_Data for this task:_
--- START ---

//! Host key codes.

use serde::{Deserialize, Serialize};

/// A physical key on the host keyboard.
///
/// Discriminants are USB HID usage ids, the same numbering SDL uses for its
/// scancodes. They are forwarded to the GUI library as native key data.
#[derive(Debug, Clone, Copy, PartialEq, Eq, Hash, PartialOrd, Ord, Serialize, Deserialize)]
#[repr(u16)]
pub enum HostKey {
    A = 4,
    B = 5,
    C = 6,
    D = 7,
    E = 8,
    F = 9,
    G = 10,
    H = 11,
    I = 12,
    J = 13,
    K = 14,
    L = 15,
    M = 16,
    N = 17,
    O = 18,
    P = 19,
    Q = 20,
    R = 21,
    S = 22,
    T = 23,
    U = 24,
    V = 25,
    W = 26,
    X = 27,
    Y = 28,
    Z = 29,
    D1 = 30,
    D2 = 31,
    D3 = 32,
    D4 = 33,
    D5 = 34,
    D6 = 35,
    D7 = 36,
    D8 = 37,
    D9 = 38,
    D0 = 39,
    Return = 40,
    Escape = 41,
    Backspace = 42,
    Tab = 43,
    Space = 44,
    Minus = 45,
    Equals = 46,
    LeftBracket = 47,
    RightBracket = 48,
    Backslash = 49,
    NonUsHash = 50,
    Semicolon = 51,
    Apostrophe = 52,
    Grave = 53,
    Comma = 54,
    Period = 55,
    Slash = 56,
    CapsLock = 57,
    F1 = 58,
    F2 = 59,
    F3 = 60,
    F4 = 61,
    F5 = 62,
    F6 = 63,
    F7 = 64,
    F8 = 65,
    F9 = 66,
    F10 = 67,
    F11 = 68,
    F12 = 69,
    PrintScreen = 70,
    ScrollLock = 71,
    Pause = 72,
    Insert = 73,
    Home = 74,
    PageUp = 75,
    Delete = 76,
    End = 77,
    PageDown = 78,
    Right = 79,
    Left = 80,
    Down = 81,
    Up = 82,
    NumLockClear = 83,
    KeypadDivide = 84,
    KeypadMultiply = 85,
    KeypadMinus = 86,
    KeypadPlus = 87,
    KeypadEnter = 88,
    Keypad1 = 89,
    Keypad2 = 90,
    Keypad3 = 91,
    Keypad4 = 92,
    Keypad5 = 93,
    Keypad6 = 94,
    Keypad7 = 95,
    Keypad8 = 96,
    Keypad9 = 97,
    Keypad0 = 98,
    KeypadPeriod = 99,
    NonUsBackslash = 100,
    Application = 101,
    KeypadEquals = 103,
    F13 = 104,
    F14 = 105,
    F15 = 106,
    F16 = 107,
    F17 = 108,
    F18 = 109,
    F19 = 110,
    F20 = 111,
    F21 = 112,
    F22 = 113,
    F23 = 114,
    F24 = 115,
    LeftControl = 224,
    LeftShift = 225,
    LeftAlt = 226,
    LeftMeta = 227,
    RightControl = 228,
    RightShift = 229,
    RightAlt = 230,
    RightMeta = 231,
}

impl HostKey {
    /// Number of known host keys.
    pub const COUNT: usize = 119;

    /// Every known host key, in scancode order.
    pub const ALL: [HostKey; Self::COUNT] = [
        HostKey::A,
        HostKey::B,
        HostKey::C,
        HostKey::D,
        HostKey::E,
        HostKey::F,
        HostKey::G,
        HostKey::H,
        HostKey::I,
        HostKey::J,
        HostKey::K,
        HostKey::L,
        HostKey::M,
        HostKey::N,
        HostKey::O,
        HostKey::P,
        HostKey::Q,
        HostKey::R,
        HostKey::S,
        HostKey::T,
        HostKey::U,
        HostKey::V,
        HostKey::W,
        HostKey::X,
        HostKey::Y,
        HostKey::Z,
        HostKey::D1,
        HostKey::D2,
        HostKey::D3,
        HostKey::D4,
        HostKey::D5,
        HostKey::D6,
        HostKey::D7,
        HostKey::D8,
        HostKey::D9,
        HostKey::D0,
        HostKey::Return,
        HostKey::Escape,
        HostKey::Backspace,
        HostKey::Tab,
        HostKey::Space,
        HostKey::Minus,
        HostKey::Equals,
        HostKey::LeftBracket,
        HostKey::RightBracket,
        HostKey::Backslash,
        HostKey::NonUsHash,
        HostKey::Semicolon,
        HostKey::Apostrophe,
        HostKey::Grave,
        HostKey::Comma,
        HostKey::Period,
        HostKey::Slash,
        HostKey::CapsLock,
        HostKey::F1,
        HostKey::F2,
        HostKey::F3,
        HostKey::F4,
        HostKey::F5,
        HostKey::F6,
        HostKey::F7,
        HostKey::F8,
        HostKey::F9,
        HostKey::F10,
        HostKey::F11,
        HostKey::F12,
        HostKey::PrintScreen,
        HostKey::ScrollLock,
        HostKey::Pause,
        HostKey::Insert,
        HostKey::Home,
        HostKey::PageUp,
        HostKey::Delete,
        HostKey::End,
        HostKey::PageDown,
        HostKey::Right,
        HostKey::Left,
        HostKey::Down,
        HostKey::Up,
        HostKey::NumLockClear,
        HostKey::KeypadDivide,
        HostKey::KeypadMultiply,
        HostKey::KeypadMinus,
        HostKey::KeypadPlus,
        HostKey::KeypadEnter,
        HostKey::Keypad1,
        HostKey::Keypad2,
        HostKey::Keypad3,
        HostKey::Keypad4,
        HostKey::Keypad5,
        HostKey::Keypad6,
        HostKey::Keypad7,
        HostKey::Keypad8,
        HostKey::Keypad9,
        HostKey::Keypad0,
        HostKey::KeypadPeriod,
        HostKey::NonUsBackslash,
        HostKey::Application,
        HostKey::KeypadEquals,
        HostKey::F13,
        HostKey::F14,
        HostKey::F15,
        HostKey::F16,
        HostKey::F17,
        HostKey::F18,
        HostKey::F19,
        HostKey::F20,
        HostKey::F21,
        HostKey::F22,
        HostKey::F23,
        HostKey::F24,
        HostKey::LeftControl,
        HostKey::LeftShift,
        HostKey::LeftAlt,
        HostKey::LeftMeta,
        HostKey::RightControl,
        HostKey::RightShift,
        HostKey::RightAlt,
        HostKey::RightMeta,
    ];

    /// Scancode forwarded as both keycode and scancode in native key data.
    pub fn native_code(self) -> i32 {
        i32::from(self as u16)
    }
}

--- END ---

_Task details:_
Each line holding the word "known" must be copied from the data.

_Response to the task:_
    /// Number of known host keys.
    /// Every known host key, in scancode order.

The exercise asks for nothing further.